By 2028, more than 1 million Luminar-equipped cars will be on the road in China, Luminar’s founder and CEO Austin Russell said this week at Auto Shanghai, one of the world’s largest auto trade fairs. All of the cars will have advanced safety capabilities from the start and come equipped with the capabilities to unlock higher levels of autonomy over time, a company spokesperson told TechCrunch via email.
It’s refreshing to see foreign investment continue to flow into the auto sector between the two superpowers despite their escalating standoffs over issues like national security. After all, it’s hard to overlook China’s enormous car market.
With its 500 million drivers, China is a coveted place for foreign automakers and suppliers. Much of Tesla’s meteoric rise has been credited to its success in China, which now accounts for more than half of its deliveries and has become a major manufacturing hub for the EV behemoth.
People in China are also willing to pay for smarter cars. Sixty percent of the Chinese consumers surveyed by McKinsey & Company in 2021 said they were likely to buy a Level 4 advanced highway pilot for less than $10,000, compared to 57% in the U.S. and only 36% in Germany.
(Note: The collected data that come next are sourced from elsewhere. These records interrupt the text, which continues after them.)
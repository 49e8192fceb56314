//! HTTP plumbing shared by the REST adapters

use std::time::Duration;

use chat_core::{ChatError, Result};
use reqwest::header::RETRY_AFTER;
use reqwest::{Client, Response, StatusCode};
use serde::de::DeserializeOwned;

/// Build a client with the adapter's request timeout
pub(crate) fn client(timeout_secs: u64) -> Result<Client> {
    Client::builder()
        .timeout(Duration::from_secs(timeout_secs))
        .build()
        .map_err(|e| ChatError::Config(format!("HTTP client: {}", e)))
}

pub(crate) fn transport(err: reqwest::Error) -> ChatError {
    ChatError::Transport(err.to_string())
}

/// Read the body, mapping throttling and HTTP failures
pub(crate) async fn read_body(provider: &str, response: Response) -> Result<String> {
    let status = response.status();
    let retry_after = response
        .headers()
        .get(RETRY_AFTER)
        .and_then(|v| v.to_str().ok())
        .and_then(|v| v.trim().parse::<u64>().ok())
        .map(Duration::from_secs);
    let body = response.text().await.map_err(transport)?;

    if status == StatusCode::TOO_MANY_REQUESTS {
        return Err(ChatError::RateLimited {
            message: format!("{}: {}", provider, truncate(&body)),
            retry_after,
        });
    }
    if !status.is_success() {
        return Err(ChatError::Transport(format!(
            "{} returned HTTP {}: {}",
            provider,
            status.as_u16(),
            truncate(&body)
        )));
    }
    Ok(body)
}

/// Decode a success body; anything unexpected is a malformed response
pub(crate) fn decode<T: DeserializeOwned>(provider: &str, body: &str) -> Result<T> {
    serde_json::from_str(body)
        .map_err(|e| ChatError::MalformedResponse(format!("{} response: {}", provider, e)))
}

fn truncate(body: &str) -> String {
    const MAX: usize = 500;
    if body.chars().count() <= MAX {
        body.to_string()
    } else {
        let head: String = body.chars().take(MAX).collect();
        format!("{}...", head)
    }
}
//! Tool Dispatcher
//!
//! Runs all tool calls of one assistant turn inside a bounded concurrency
//! scope and hands the results back in call order.

use std::sync::Arc;
use std::time::Instant;

use futures::future::join_all;
use tokio::sync::Semaphore;
use tokio_util::sync::CancellationToken;

use crate::error::{ChatError, Result};
use crate::tool::{ToolCall, ToolRegistry, ToolResult};

/// Default number of tool calls allowed to run at once
pub const DEFAULT_MAX_CONCURRENT_TOOLS: usize = 4;

/// Concurrent executor over a shared registry
#[derive(Clone)]
pub struct ToolDispatcher {
    registry: Arc<ToolRegistry>,
    permits: Arc<Semaphore>,
}

impl ToolDispatcher {
    pub fn new(registry: Arc<ToolRegistry>, max_concurrent: usize) -> Self {
        Self {
            registry,
            permits: Arc::new(Semaphore::new(max_concurrent.max(1))),
        }
    }

    pub fn registry(&self) -> &ToolRegistry {
        &self.registry
    }

    /// Execute every call and return one result per call, in call order.
    ///
    /// Calls are independent and may complete in any order. Nothing is
    /// retried. On cancellation no partial results are returned.
    pub async fn dispatch_all(
        &self,
        calls: Vec<ToolCall>,
        cancel: &CancellationToken,
    ) -> Result<Vec<ToolResult>> {
        let started = Instant::now();
        let count = calls.len();
        let runs = calls.into_iter().map(|call| self.run_one(call));

        let results = tokio::select! {
            biased;
            _ = cancel.cancelled() => {
                tracing::info!(calls = count, "Tool execution cancelled");
                return Err(ChatError::Cancelled);
            }
            results = join_all(runs) => results,
        };

        let failed = results.iter().filter(|r| r.is_error).count();
        tracing::debug!(
            calls = count,
            failed,
            elapsed_ms = started.elapsed().as_millis() as u64,
            "Tool calls joined"
        );
        Ok(results)
    }

    async fn run_one(&self, call: ToolCall) -> ToolResult {
        let permit = match Arc::clone(&self.permits).acquire_owned().await {
            Ok(permit) => permit,
            Err(_) => return ToolResult::failure(&call.id, "tool dispatcher is shut down"),
        };

        let cancellable = self
            .registry
            .get(&call.name)
            .map_or(true, |handler| handler.cancellable());

        if cancellable {
            let result = self.registry.dispatch(&call).await;
            drop(permit);
            return result;
        }

        // Detached so a cancelled turn doesn't interrupt it; the permit is
        // held until the tool really finishes.
        let registry = Arc::clone(&self.registry);
        let call_id = call.id.clone();
        let task = tokio::spawn(async move {
            let result = registry.dispatch(&call).await;
            drop(permit);
            result
        });
        match task.await {
            Ok(result) => result,
            Err(e) => ToolResult::failure(call_id, format!("tool task failed: {}", e)),
        }
    }
}
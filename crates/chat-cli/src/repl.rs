//! Interactive loop

use std::io::Write;

use tokio::io::{AsyncBufReadExt, BufReader};
use tokio_util::sync::CancellationToken;

use chat_core::{ChatError, Orchestrator};

/// One line of user input
#[derive(Debug, PartialEq, Eq)]
pub enum Input<'a> {
    Message(&'a str),
    Clear,
    Tools,
    Quit,
    Unknown(&'a str),
    Empty,
}

impl<'a> Input<'a> {
    pub fn parse(line: &'a str) -> Self {
        let line = line.trim();
        match line {
            "" => Self::Empty,
            "/clear" => Self::Clear,
            "/tools" => Self::Tools,
            "/quit" | "/exit" => Self::Quit,
            cmd if cmd.starts_with('/') => Self::Unknown(cmd),
            text => Self::Message(text),
        }
    }
}

pub async fn run(mut chat: Orchestrator) -> anyhow::Result<()> {
    let mut lines = BufReader::new(tokio::io::stdin()).lines();

    loop {
        print!("\n> ");
        std::io::stdout().flush()?;

        let line = tokio::select! {
            line = lines.next_line() => line?,
            _ = tokio::signal::ctrl_c() => None,
        };
        let Some(line) = line else {
            println!();
            break;
        };

        match Input::parse(&line) {
            Input::Empty => {}
            Input::Quit => break,
            Input::Clear => {
                let title = chat.session().title();
                chat.reset();
                println!("Closed \"{}\". Started a new conversation.", title);
            }
            Input::Tools => {
                let tools = chat.tools();
                if tools.is_empty() {
                    println!("No tools registered.");
                }
                for def in tools.definitions() {
                    println!("  {} - {}", def.name, def.description);
                }
            }
            Input::Unknown(cmd) => println!("Unknown command {}. Try /tools, /clear or /quit.", cmd),
            Input::Message(text) => {
                let cancel = CancellationToken::new();
                let watcher = tokio::spawn({
                    let cancel = cancel.clone();
                    async move {
                        if tokio::signal::ctrl_c().await.is_ok() {
                            cancel.cancel();
                        }
                    }
                });

                let result = chat.run_turn_with_cancel(text, &cancel).await;
                watcher.abort();

                match result {
                    Ok(answer) => println!("\n{}", answer),
                    Err(ChatError::Cancelled) => println!("\n(cancelled)"),
                    Err(e) => {
                        tracing::error!(error = %e, "Turn failed");
                        println!("\n{}", e.user_message());
                    }
                }
            }
        }
    }

    tracing::info!(
        session = %chat.session().id,
        title = %chat.session().title(),
        turns = chat.session().turns,
        "Chat finished"
    );
    Ok(())
}
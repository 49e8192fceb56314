//! Session State
//!
//! Identity and bookkeeping for one chat session. Sessions live in memory
//! only and are dropped when the orchestrator that owns them goes away.

use chrono::{DateTime, Utc};
use serde::{Deserialize, Serialize};
use uuid::Uuid;

use crate::message::{Conversation, Role};

/// Unique session identifier
#[derive(Clone, Debug, PartialEq, Eq, Hash, Serialize, Deserialize)]
pub struct SessionId(String);

impl SessionId {
    pub fn new() -> Self {
        Self(Uuid::new_v4().to_string())
    }

}

impl Default for SessionId {
    fn default() -> Self {
        Self::new()
    }
}

impl std::fmt::Display for SessionId {
    fn fmt(&self, f: &mut std::fmt::Formatter<'_>) -> std::fmt::Result {
        write!(f, "{}", self.0)
    }
}

/// A chat session: its conversation log plus metadata
#[derive(Clone, Debug, Serialize)]
pub struct Session {
    /// Unique identifier
    pub id: SessionId,

    /// Conversation history
    pub(crate) conversation: Conversation,

    /// Session title (user-set)
    pub title: Option<String>,

    /// Turns completed successfully
    pub turns: u64,

    /// Creation timestamp
    pub created_at: DateTime<Utc>,

    /// Last activity timestamp
    pub updated_at: DateTime<Utc>,
}

impl Session {
    /// Create a new session
    pub fn new() -> Self {
        let now = Utc::now();
        Self {
            id: SessionId::new(),
            conversation: Conversation::new(),
            title: None,
            turns: 0,
            created_at: now,
            updated_at: now,
        }
    }

    /// Read-only view of the log
    pub fn conversation(&self) -> &Conversation {
        &self.conversation
    }

    /// Update the activity timestamp
    pub fn touch(&mut self) {
        self.updated_at = Utc::now();
    }

    /// Get or generate title
    pub fn title(&self) -> String {
        self.title.clone().unwrap_or_else(|| {
            // Generate from first user message
            self.conversation
                .messages()
                .iter()
                .find(|m| m.role() == Role::User)
                .map(|m| {
                    let text = m.text();
                    let preview: String = text.chars().take(50).collect();
                    if text.chars().count() > 50 {
                        format!("{}...", preview)
                    } else {
                        preview
                    }
                })
                .unwrap_or_else(|| format!("Session {}", &self.id.0[..8.min(self.id.0.len())]))
        })
    }
}

impl Default for Session {
    fn default() -> Self {
        Self::new()
    }
}

#[cfg(test)]
mod tests {
    use super::*;

    #[test]
    fn test_session_creation() {
        let session = Session::new();
        assert!(session.conversation().is_empty());
        assert!(session.title().starts_with("Session "));
    }

    #[test]
    fn test_title_from_first_user_message() {
        let mut session = Session::new();
        session
            .conversation
            .append_user("What's in report.pdf? I need a summary for the meeting tomorrow.")
            .unwrap();
        assert_eq!(
            session.title(),
            "What's in report.pdf? I need a summary for the mee..."
        );

        session.title = Some("Report".into());
        assert_eq!(session.title(), "Report");
    }
}
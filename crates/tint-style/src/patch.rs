#![forbid(unsafe_code)]

//! Sparse, ordinal-indexed maps and the property patch at each tree leaf.
//!
//! [`Slots`] stores one optional entry per key of a closed key set, indexed
//! by the key's ordinal. Iteration always follows enumeration order.
//! [`StylePatch`] is the property map of a single state; absent entries mean
//! "not overridden".

use std::fmt;
use std::marker::PhantomData;

use tint_color::Color;

use crate::keys::{StyleKey, StyleProperty};
use crate::value::StyleValue;

/// Sparse override merge: values present in `over` win, absent ones keep
/// `self`'s value.
pub trait Cascade {
    fn merge_from(&mut self, over: &Self);

    /// `self` with `over` merged on top.
    #[must_use]
    fn merged(&self, over: &Self) -> Self
    where
        Self: Clone,
    {
        let mut out = self.clone();
        out.merge_from(over);
        out
    }
}

/// One optional `V` per key of `K`.
pub struct Slots<K: StyleKey, V> {
    slots: Box<[Option<V>]>,
    _key: PhantomData<fn() -> K>,
}

impl<K: StyleKey, V> Slots<K, V> {
    /// All slots empty.
    #[must_use]
    pub fn new() -> Self {
        Self {
            slots: std::iter::repeat_with(|| None).take(K::COUNT).collect(),
            _key: PhantomData,
        }
    }

    #[inline]
    pub fn get(&self, key: K) -> Option<&V> {
        self.slots[key.index()].as_ref()
    }

    #[inline]
    pub fn get_mut(&mut self, key: K) -> Option<&mut V> {
        self.slots[key.index()].as_mut()
    }

    /// Store `value`, returning the previous entry.
    pub fn insert(&mut self, key: K, value: V) -> Option<V> {
        self.slots[key.index()].replace(value)
    }

    pub fn remove(&mut self, key: K) -> Option<V> {
        self.slots[key.index()].take()
    }

    #[inline]
    pub fn contains(&self, key: K) -> bool {
        self.slots[key.index()].is_some()
    }

    /// Entry for `key`, created with `make` if absent.
    pub fn get_or_insert_with(&mut self, key: K, make: impl FnOnce() -> V) -> &mut V {
        self.slots[key.index()].get_or_insert_with(make)
    }

    /// Present entries in enumeration order.
    pub fn iter(&self) -> impl Iterator<Item = (K, &V)> + '_ {
        K::ALL
            .iter()
            .zip(self.slots.iter())
            .filter_map(|(&k, slot)| slot.as_ref().map(|v| (k, v)))
    }

    /// Present entries in enumeration order, mutably.
    pub fn iter_mut(&mut self) -> impl Iterator<Item = (K, &mut V)> + '_ {
        K::ALL
            .iter()
            .zip(self.slots.iter_mut())
            .filter_map(|(&k, slot)| slot.as_mut().map(|v| (k, v)))
    }

    /// Present keys in enumeration order.
    pub fn keys(&self) -> impl Iterator<Item = K> + '_ {
        self.iter().map(|(k, _)| k)
    }

    pub fn len(&self) -> usize {
        self.slots.iter().filter(|s| s.is_some()).count()
    }

    pub fn is_empty(&self) -> bool {
        self.slots.iter().all(Option::is_none)
    }
}

impl<K: StyleKey, V> Default for Slots<K, V> {
    fn default() -> Self {
        Self::new()
    }
}

impl<K: StyleKey, V: Clone> Clone for Slots<K, V> {
    fn clone(&self) -> Self {
        Self {
            slots: self.slots.clone(),
            _key: PhantomData,
        }
    }
}

impl<K: StyleKey, V: PartialEq> PartialEq for Slots<K, V> {
    fn eq(&self, other: &Self) -> bool {
        self.slots == other.slots
    }
}

impl<K: StyleKey, V: fmt::Debug> fmt::Debug for Slots<K, V> {
    fn fmt(&self, f: &mut fmt::Formatter<'_>) -> fmt::Result {
        f.debug_map().entries(self.iter()).finish()
    }
}

impl<K: StyleKey, V: Cascade + Clone> Cascade for Slots<K, V> {
    fn merge_from(&mut self, over: &Self) {
        for (key, value) in over.iter() {
            match self.get_mut(key) {
                Some(existing) => existing.merge_from(value),
                None => {
                    self.insert(key, value.clone());
                }
            }
        }
    }
}

/// Property overrides for one interaction state.
#[derive(Debug, Clone, Default, PartialEq)]
pub struct StylePatch {
    values: Slots<StyleProperty, StyleValue>,
}

impl StylePatch {
    /// Empty patch.
    #[must_use]
    pub fn new() -> Self {
        Self::default()
    }

    /// Builder form of [`StylePatch::set`].
    #[must_use]
    pub fn with(mut self, property: StyleProperty, value: impl Into<StyleValue>) -> Self {
        self.set(property, value);
        self
    }

    pub fn set(&mut self, property: StyleProperty, value: impl Into<StyleValue>) -> Option<StyleValue> {
        self.values.insert(property, value.into())
    }

    pub fn get(&self, property: StyleProperty) -> Option<&StyleValue> {
        self.values.get(property)
    }

    /// Color stored under `property`, if it holds one.
    pub fn color(&self, property: StyleProperty) -> Option<Color> {
        self.get(property).and_then(StyleValue::as_color)
    }

    pub fn remove(&mut self, property: StyleProperty) -> Option<StyleValue> {
        self.values.remove(property)
    }

    /// Overridden properties in enumeration order.
    pub fn iter(&self) -> impl Iterator<Item = (StyleProperty, &StyleValue)> + '_ {
        self.values.iter()
    }

    /// Whether any color property is overridden.
    pub fn has_color(&self) -> bool {
        self.values.iter().any(|(_, v)| v.is_color())
    }

    /// Underlying ordinal map.
    pub(crate) fn values(&self) -> &Slots<StyleProperty, StyleValue> {
        &self.values
    }

    pub fn len(&self) -> usize {
        self.values.len()
    }

    pub fn is_empty(&self) -> bool {
        self.values.is_empty()
    }
}

impl Cascade for StylePatch {
    fn merge_from(&mut self, over: &Self) {
        for (property, value) in over.values.iter() {
            self.values.insert(property, value.clone());
        }
    }
}

impl FromIterator<(StyleProperty, StyleValue)> for StylePatch {
    fn from_iter<I: IntoIterator<Item = (StyleProperty, StyleValue)>>(iter: I) -> Self {
        let mut patch = Self::new();
        for (property, value) in iter {
            patch.set(property, value);
        }
        patch
    }
}

#[cfg(test)]
mod tests {
    use super::*;
    use crate::keys::ThemeVariant;

    #[test]
    fn slots_iterate_in_enum_order() {
        let mut slots: Slots<ThemeVariant, u32> = Slots::new();
        slots.insert(ThemeVariant::HighContrastDark, 4);
        slots.insert(ThemeVariant::Light, 1);
        let keys: Vec<_> = slots.keys().collect();
        assert_eq!(keys, vec![ThemeVariant::Light, ThemeVariant::HighContrastDark]);
        assert_eq!(slots.len(), 2);
        assert!(!slots.contains(ThemeVariant::Dark));
    }

    #[test]
    fn slots_insert_replaces_and_remove_clears() {
        let mut slots: Slots<ThemeVariant, &str> = Slots::new();
        assert_eq!(slots.insert(ThemeVariant::Dark, "a"), None);
        assert_eq!(slots.insert(ThemeVariant::Dark, "b"), Some("a"));
        assert_eq!(slots.remove(ThemeVariant::Dark), Some("b"));
        assert!(slots.is_empty());
    }

    #[test]
    fn get_or_insert_with_creates_once() {
        let mut slots: Slots<ThemeVariant, Vec<u8>> = Slots::new();
        slots.get_or_insert_with(ThemeVariant::Dark, Vec::new).push(1);
        slots.get_or_insert_with(ThemeVariant::Dark, || vec![9]).push(2);
        assert_eq!(slots.get(ThemeVariant::Dark), Some(&vec![1, 2]));
    }

    #[test]
    fn patch_merge_later_present_wins() {
        let base = StylePatch::new()
            .with(StyleProperty::BackgroundColor, Color::WHITE)
            .with(StyleProperty::Padding, StyleValue::px(4.0));
        let over = StylePatch::new().with(StyleProperty::BackgroundColor, Color::BLACK);
        let merged = base.merged(&over);
        assert_eq!(merged.color(StyleProperty::BackgroundColor), Some(Color::BLACK));
        assert_eq!(merged.get(StyleProperty::Padding), Some(&StyleValue::px(4.0)));
        // Base is untouched.
        assert_eq!(base.color(StyleProperty::BackgroundColor), Some(Color::WHITE));
    }

    #[test]
    fn nested_slots_merge_recursively() {
        let mut base: Slots<ThemeVariant, StylePatch> = Slots::new();
        base.insert(
            ThemeVariant::Light,
            StylePatch::new().with(StyleProperty::Gap, StyleValue::px(2.0)),
        );
        let mut over: Slots<ThemeVariant, StylePatch> = Slots::new();
        over.insert(
            ThemeVariant::Light,
            StylePatch::new().with(StyleProperty::Padding, StyleValue::px(8.0)),
        );
        over.insert(ThemeVariant::Dark, StylePatch::new());
        base.merge_from(&over);

        let light = base.get(ThemeVariant::Light).unwrap();
        assert_eq!(light.len(), 2);
        assert!(base.contains(ThemeVariant::Dark));
    }

    #[test]
    fn patch_reports_colors() {
        let patch = StylePatch::new().with(StyleProperty::Cursor, StyleValue::keyword("pointer"));
        assert!(!patch.has_color());
        let patch = patch.with(StyleProperty::CaretColor, Color::BLACK);
        assert!(patch.has_color());
        assert_eq!(patch.color(StyleProperty::Cursor), None);
    }

    #[test]
    fn collects_from_pairs() {
        let patch: StylePatch = [
            (StyleProperty::Opacity, StyleValue::Number(0.5)),
            (StyleProperty::Opacity, StyleValue::Number(0.8)),
        ]
        .into_iter()
        .collect();
        assert_eq!(patch.len(), 1);
        assert_eq!(patch.get(StyleProperty::Opacity), Some(&StyleValue::Number(0.8)));
    }
}
#![forbid(unsafe_code)]

//! CSS declaration assembly.
//!
//! Output is compact: declarations are concatenated as `name:value;` with no
//! inserted whitespace. Custom properties are written `--name:value;`.

use std::fmt;

use crate::keys::normalize_key;
use crate::patch::StylePatch;

/// A single `name:value;` declaration.
#[derive(Debug, Clone, PartialEq, Eq, Hash)]
pub struct Declaration {
    name: String,
    value: String,
    custom: bool,
}

impl Declaration {
    /// Plain property declaration.
    #[must_use]
    pub fn new(property: impl Into<String>, value: impl Into<String>) -> Self {
        Self {
            name: property.into(),
            value: value.into(),
            custom: false,
        }
    }

    /// Custom property declaration; `name` is given without the leading
    /// `--` and is normalized.
    #[must_use]
    pub fn custom(name: &str, value: impl Into<String>) -> Self {
        Self {
            name: normalize_key(name),
            value: value.into(),
            custom: true,
        }
    }

    /// Name without any `--` marker.
    pub fn name(&self) -> &str {
        &self.name
    }

    pub fn value(&self) -> &str {
        &self.value
    }

    pub fn is_custom(&self) -> bool {
        self.custom
    }

    /// Append this declaration to `out`.
    pub fn write_css(&self, out: &mut String) {
        if self.custom {
            out.push_str("--");
        }
        out.push_str(&self.name);
        out.push(':');
        out.push_str(&self.value);
        out.push(';');
    }

    #[must_use]
    pub fn to_css(&self) -> String {
        let mut out = String::with_capacity(self.name.len() + self.value.len() + 4);
        self.write_css(&mut out);
        out
    }
}

impl fmt::Display for Declaration {
    fn fmt(&self, f: &mut fmt::Formatter<'_>) -> fmt::Result {
        if self.custom {
            f.write_str("--")?;
        }
        write!(f, "{}:{};", self.name, self.value)
    }
}

/// Ordered list of declarations.
#[derive(Debug, Clone, Default, PartialEq, Eq)]
pub struct DeclarationBlock {
    declarations: Vec<Declaration>,
}

impl DeclarationBlock {
    #[must_use]
    pub fn new() -> Self {
        Self::default()
    }

    pub fn push(&mut self, declaration: Declaration) {
        self.declarations.push(declaration);
    }

    pub fn iter(&self) -> std::slice::Iter<'_, Declaration> {
        self.declarations.iter()
    }

    pub fn len(&self) -> usize {
        self.declarations.len()
    }

    pub fn is_empty(&self) -> bool {
        self.declarations.is_empty()
    }

    /// Every declaration rewritten as a custom property under `prefix`.
    ///
    /// `color:#000000FF;` under `app` becomes `--app-color:#000000FF;`.
    #[must_use]
    pub fn with_prefix(&self, prefix: &str) -> Self {
        self.declarations
            .iter()
            .map(|d| {
                Declaration::custom(&join_segments([prefix, d.name.as_str()]), d.value.clone())
            })
            .collect()
    }

    /// Concatenated CSS text.
    #[must_use]
    pub fn to_css(&self) -> String {
        let mut out = String::new();
        for declaration in &self.declarations {
            declaration.write_css(&mut out);
        }
        out
    }
}

impl Extend<Declaration> for DeclarationBlock {
    fn extend<I: IntoIterator<Item = Declaration>>(&mut self, iter: I) {
        self.declarations.extend(iter);
    }
}

impl FromIterator<Declaration> for DeclarationBlock {
    fn from_iter<I: IntoIterator<Item = Declaration>>(iter: I) -> Self {
        Self {
            declarations: iter.into_iter().collect(),
        }
    }
}

impl<'a> IntoIterator for &'a DeclarationBlock {
    type Item = &'a Declaration;
    type IntoIter = std::slice::Iter<'a, Declaration>;

    fn into_iter(self) -> Self::IntoIter {
        self.declarations.iter()
    }
}

impl From<&StylePatch> for DeclarationBlock {
    fn from(patch: &StylePatch) -> Self {
        patch
            .iter()
            .filter(|(_, value)| value.is_emittable())
            .map(|(property, value)| Declaration::new(property.css_name(), value.to_css()))
            .collect()
    }
}

impl fmt::Display for DeclarationBlock {
    fn fmt(&self, f: &mut fmt::Formatter<'_>) -> fmt::Result {
        for declaration in &self.declarations {
            write!(f, "{declaration}")?;
        }
        Ok(())
    }
}

/// Normalize each segment and join the non-empty ones with `-`.
#[must_use]
pub fn join_segments<'a>(segments: impl IntoIterator<Item = &'a str>) -> String {
    let mut out = String::new();
    for segment in segments {
        let segment = normalize_key(segment);
        if segment.is_empty() {
            continue;
        }
        if !out.is_empty() {
            out.push('-');
        }
        out.push_str(&segment);
    }
    out
}

/// `--` followed by [`join_segments`].
#[must_use]
pub fn custom_property_name<'a>(segments: impl IntoIterator<Item = &'a str>) -> String {
    let mut out = String::from("--");
    out.push_str(&join_segments(segments));
    out
}

#[cfg(test)]
mod tests {
    use super::*;
    use crate::keys::StyleProperty;
    use crate::value::StyleValue;
    use tint_color::Color;

    #[test]
    fn declarations_have_no_whitespace() {
        assert_eq!(Declaration::new("color", "#000000FF").to_css(), "color:#000000FF;");
        assert_eq!(Declaration::custom("App Color", "red").to_css(), "--app-color:red;");
    }

    #[test]
    fn display_matches_to_css() {
        let d = Declaration::custom("x", "1px");
        assert_eq!(d.to_string(), d.to_css());
        assert!(d.is_custom());
        assert_eq!(d.name(), "x");
        assert_eq!(d.value(), "1px");
    }

    #[test]
    fn block_concatenates_in_order() {
        let mut block = DeclarationBlock::new();
        block.push(Declaration::new("a", "1"));
        block.extend([Declaration::new("b", "2"), Declaration::new("c", "3")]);
        assert_eq!(block.len(), 3);
        assert_eq!(block.to_css(), "a:1;b:2;c:3;");
        assert_eq!(block.to_string(), block.to_css());
    }

    #[test]
    fn prefix_rewrites_to_custom_properties() {
        let block: DeclarationBlock = [Declaration::new("border-color", "#FFFFFFFF")]
            .into_iter()
            .collect();
        assert_eq!(block.with_prefix("ds").to_css(), "--ds-border-color:#FFFFFFFF;");
    }

    #[test]
    fn block_from_patch_uses_property_order() {
        let patch = StylePatch::new()
            .with(StyleProperty::Padding, StyleValue::px(4.0))
            .with(StyleProperty::BackgroundColor, Color::WHITE);
        let block = DeclarationBlock::from(&patch);
        assert_eq!(block.to_css(), "background-color:#FFFFFFFF;padding:4px;");
    }

    #[test]
    fn block_from_patch_drops_non_finite_values() {
        let patch = StylePatch::new()
            .with(StyleProperty::LineHeight, StyleValue::Number(f64::NAN))
            .with(StyleProperty::FontWeight, StyleValue::Number(600.0));
        assert_eq!(DeclarationBlock::from(&patch).to_css(), "font-weight:600;");
    }

    #[test]
    fn custom_property_names_skip_empty_segments() {
        assert_eq!(
            custom_property_name(["", "My App", "button", "high-contrast-light"]),
            "--my-app-button-high-contrast-light"
        );
        assert_eq!(join_segments(["a__b", "--", "c"]), "a-b-c");
    }
}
It’s no surprise, then, to see Chinese carmakers, from state-owned giants to startups, rushing to integrate automated driving features, which still require hands on the wheels, into their vehicles as a selling point.
Luminar is catching the wave of welcoming consumers in China. To do so, it’s teamed up with Taiwan’s TPK, a key touch-screen supplier to Apple and Tesla, to “build and operate an additional high-volume factory driven by rapidly growing demand for Luminar in Asia,” the company announced at Auto Shanghai. This adds to its existing manufacturing bases across the U.S., Thailand, Mexico and China.
At the initial stage, the new TPK facility, which will be in Xiamen of China’s southeast Fujian Province, is expected to produce up to 600,000 lidar sensors annually to serve clients such as Mercedes-Benz, which just signed a “multibillion-dollar” deal to use Luminar lidars in its next-gen vehicles.
It remains to be seen if this new Asian manufacturing hub will also be fulfilling orders from Luminar’s clients beyond the continent. But China will definitely play a big part in its sales. Of the now more than 20 production vehicle models Luminar is designed into, the majority are slated for the Chinese market, the company said.
There’s another important client. At Auto Shanghai, Volvo unveiled that its all-electric SUV EX90 Excellence, which will come with Luminar’s lidars, will first hit the streets in China.
The tie-up with TPK goes beyond their manufacturing partnership. TPK is also planning to buy Luminar stock to reflect its “belief in Luminar’s potential,” according to Luminar’s announcement. The lidar maker’s stock has lost over 80% of its value since peaking at $37 in February 2021.
Luminar faces a host of domestic competitors in China, ranging from Hesai, which just went public in the U.S.; RoboSense, which has secured a long-term partnership with Chinese robotaxi upstart DeepRoute; and Livox, the low-key lidar maker that came out of the drone giant DJI.
The story was updated on Apr 18, 2023 with additional comments from Luminar.